Here, we consider a multilayer perceptron with four layers and employ the technology of sparse autoencoder to determine the initial values of weighting parameters for the first three layers.
Main workflow
- Preparing training/validation/testing datasets.
- Set the hyperparameters and numerical parameters.
- Determining the initial values for each layer.
- Fine-tuning the model.
- Estimate the accuracy of predictions.
Ipython notebook
In [1]:
%load_ext autoreload
%autoreload 2
%matplotlib inline
import numpy as np
import matplotlib.pyplot as plt
from dnn_play.classifiers.sparse_autoencoder import SparseAutoencoder
from dnn_play.classifiers.softmax import Softmax
from dnn_play.classifiers.mlp import MLP
from dnn_play.utils.data_utils import load_mnist
from dnn_play.utils.visualize_utils import display_network
# Plot settings
plt.rcParams['figure.figsize'] = (10.0, 10.0) # set default size of plots
plt.rcParams['image.interpolation'] = 'nearest'
In [2]:
# Load MNIST data
(X_train, y_train), (X_val, y_val), (X_test, y_test) = load_mnist()
#(X_train, y_train), (X_val, y_val), (X_test, y_test) = load_mnist(n_train=5500, n_val=500, n_test=1000)
print("X_train shape = {} y_train shape = {}".format(X_train.shape, y_train.shape))
print("X_val shape = {} y_val shape = {}".format(X_val.shape, y_val.shape))

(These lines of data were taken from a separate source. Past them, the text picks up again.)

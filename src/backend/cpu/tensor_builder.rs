use std::sync::Arc;

use super::tensor::CpuTensor;
use crate::backend::builder::BuilderState;
use crate::backend::{ShapeConstraints, Tensor, TensorBuilder, TensorBuilderStats, TensorInfo};
use crate::error::ForgeResult;
use crate::graph::OperandIndex;

#[derive(Debug)]
pub struct CpuTensorBuilder {
    state: BuilderState<CpuTensor>,
}

impl CpuTensorBuilder {
    pub fn new(backend: impl Into<String>) -> Self {
        Self {
            state: BuilderState::new(backend),
        }
    }
}

impl TensorBuilder for CpuTensorBuilder {
    fn backend(&self) -> &str {
        self.state.backend()
    }

    fn mark(&mut self, index: OperandIndex) -> ForgeResult<()> {
        self.state.mark(index)
    }

    fn prepare(&mut self, constraints: &ShapeConstraints) -> ForgeResult<()> {
        let backend = self.state.backend().to_string();
        self.state
            .prepare(constraints, |_, info| Ok(CpuTensor::new(backend.clone(), info.clone())))
    }

    fn allocate(&mut self) -> ForgeResult<()> {
        self.state.allocate(CpuTensor::allocate)
    }

    fn at(&self, index: OperandIndex) -> ForgeResult<Arc<dyn Tensor>> {
        self.state.at(index)
    }

    fn scratch(&mut self, info: TensorInfo) -> ForgeResult<Arc<dyn Tensor>> {
        let tensor = CpuTensor::new(self.state.backend(), info);
        Ok(self.state.scratch(tensor, CpuTensor::allocate)? as Arc<dyn Tensor>)
    }

    fn marked(&self) -> Vec<OperandIndex> {
        self.state.marked()
    }

    fn synchronize(&self) -> ForgeResult<()> {
        Ok(())
    }

    fn stats(&self) -> TensorBuilderStats {
        self.state.stats()
    }
}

print("X_test shape = {} y_test shape = {}".format(X_test.shape, y_test.shape))
In [3]:
# Network configuration
input_size = X_train.shape[1] # Dimension of features
hidden_size_L1 = 200
hidden_size_L2 = 200
output_size = np.max(y_train) + 1 # Number of classes
layer_units = (input_size, hidden_size_L1, hidden_size_L2, output_size)
n_layers = len(layer_units)
# Hyperparameters
reg = 2e-4 # 1e-4 # Regulation, weight decay
beta = 3 # weight of sparsity penalty term
sparsity_param = 1e-1 # desired average activation of the hidden units
# Numerical parameters
max_iters = 400
In [4]:
# Train the first sparse autoencoder
sae1_layer_units = (input_size, hidden_size_L1, input_size)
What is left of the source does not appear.